As graphs become larger and more complex, it is becoming nearly impossible to process them without graph partitioning. Graph partitioning creates many subgraphs which can be processed in parallel thus delivering high-speed computation results. However, graph partitioning is a difficult task. In this open-source package, we introduce Thanos, a fast graph partitioning tool which uses the cross-decomposition algorithm that iteratively partitions a graph. It also produces balanced loads of partitions. The algorithm is well suited for parallel GPU programming which leads to fast and high-quality graph partitioning solutions. Experimental results show that we have achieved a 30x speedup and 35% better edge cut reduction compared to the CPU version of METIS on average.

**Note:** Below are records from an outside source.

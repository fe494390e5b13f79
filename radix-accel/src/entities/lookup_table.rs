//! Bootstrapping accumulators, host and device resident.

use super::Degree;
use crate::device::{DeviceVec, Stream};
use crate::parameters::{MessageModulus, PolynomialSize, RadixAccelParameters};

/// A host-built bootstrapping accumulator: a trivial GLWE ciphertext of
/// `(glwe_dimension + 1) * polynomial_size` scalars whose body polynomial
/// encodes a function in the negacyclic layout the bootstrap expects.
#[derive(Debug, Clone, PartialEq)]
#[must_use]
pub struct LookupTableOwned {
    pub acc: Vec<u64>,
    pub degree: Degree,
}

impl LookupTableOwned {
    /// Evaluates the accumulator at the negacyclic position selected by a
    /// torus input, the way the bootstrap's blind rotation would: the input
    /// is switched to `Z_{2N}` and positions in the upper half of the cycle
    /// read the negated coefficient.
    pub fn evaluate_at_torus(&self, torus_input: u64, polynomial_size: PolynomialSize) -> u64 {
        let n = polynomial_size.0;
        let body = &self.acc[self.acc.len() - n..];
        let two_n = 2 * n as u128;
        let index = (((torus_input as u128 * two_n) + (1u128 << 63)) >> 64) as usize % (2 * n);
        if index < n {
            body[index]
        } else {
            body[index - n].wrapping_neg()
        }
    }
}

/// An accumulator for a two-argument function, sharing the input space
/// between both operands: the left operand is scaled by `ct_right_modulus`
/// before the bootstrap, the right one occupies the low part.
#[derive(Debug, Clone, PartialEq)]
#[must_use]
pub struct BivariateLookupTableOwned {
    pub acc: LookupTableOwned,
    /// By how much the left operand is shifted in the packed input.
    pub ct_right_modulus: MessageModulus,
}

/// A device-resident accumulator, ready to be consumed by the bootstrap for
/// every block it is applied to within an operation.
#[derive(Debug)]
pub struct DeviceLut {
    d_vec: DeviceVec<u64>,
    degree: Degree,
}

impl DeviceLut {
    /// Uploads a host accumulator. The host copy is handed to the stream's
    /// deferred-release queue and dropped at the next synchronization point,
    /// once the transfer is complete.
    pub fn from_lookup_table(stream: &Stream, lut: LookupTableOwned) -> Self {
        let mut d_vec = DeviceVec::new(lut.acc.len(), stream);
        d_vec.copy_from_cpu_async(&lut.acc, stream);
        let degree = lut.degree;
        stream.defer_host_release(Box::new(lut));
        Self { d_vec, degree }
    }

    pub fn degree(&self) -> Degree {
        self.degree
    }

    /// The full resident accumulator (mask polynomials and body).
    pub(crate) fn accumulator(&self) -> &[u64] {
        self.d_vec.as_slice()
    }
}

/// Device-resident form of [`BivariateLookupTableOwned`]; the stored factor
/// is the shift the packing step must use, keeping both in agreement by
/// construction.
#[derive(Debug)]
pub struct DeviceBivariateLut {
    pub(crate) lut: DeviceLut,
    pub(crate) ct_right_modulus: MessageModulus,
}

impl DeviceBivariateLut {
    pub fn from_lookup_table(stream: &Stream, lut: BivariateLookupTableOwned) -> Self {
        Self {
            ct_right_modulus: lut.ct_right_modulus,
            lut: DeviceLut::from_lookup_table(stream, lut.acc),
        }
    }

    pub fn degree(&self) -> Degree {
        self.lut.degree()
    }
}

/// Writes a trivial encoding of `value` into one LWE block: zero mask, body
/// `value * delta`.
pub(crate) fn write_trivial_block(block: &mut [u64], value: u64, params: &RadixAccelParameters) {
    let (mask, body) = block.split_at_mut(block.len() - 1);
    mask.fill(0);
    body[0] = value.wrapping_mul(params.delta());
}

/// Decodes the plaintext of a trivial block, rounding away encoding noise.
pub(crate) fn read_trivial_block(block: &[u64], params: &RadixAccelParameters) -> u64 {
    let body = block[block.len() - 1];
    let delta = params.delta();
    (((body as u128 + (delta >> 1) as u128) / delta as u128) as u64) % params.total_modulus()
}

git clone https://github.com/dannyk0104/Thanos
cd Thanos
make
./thanos /path-to-tsv-file
If you want to change the partition size,
open Thanos.cu and change the
#define PARTITION 16
to whatever partition size you want to change.
When you run the tool, it will print out the two results on the terminal.
The first one is the result of random partition before running cross-decomposition.
The second one is the result of running cross-decomposition.
Thanos takes tsv files as an input.
It assumes the vertex numbering starts from 1 not 0.
The tsv file should be formatted as follows.
destination source weight
The file must be sorted with source first and the destinations for the source must be sorted too.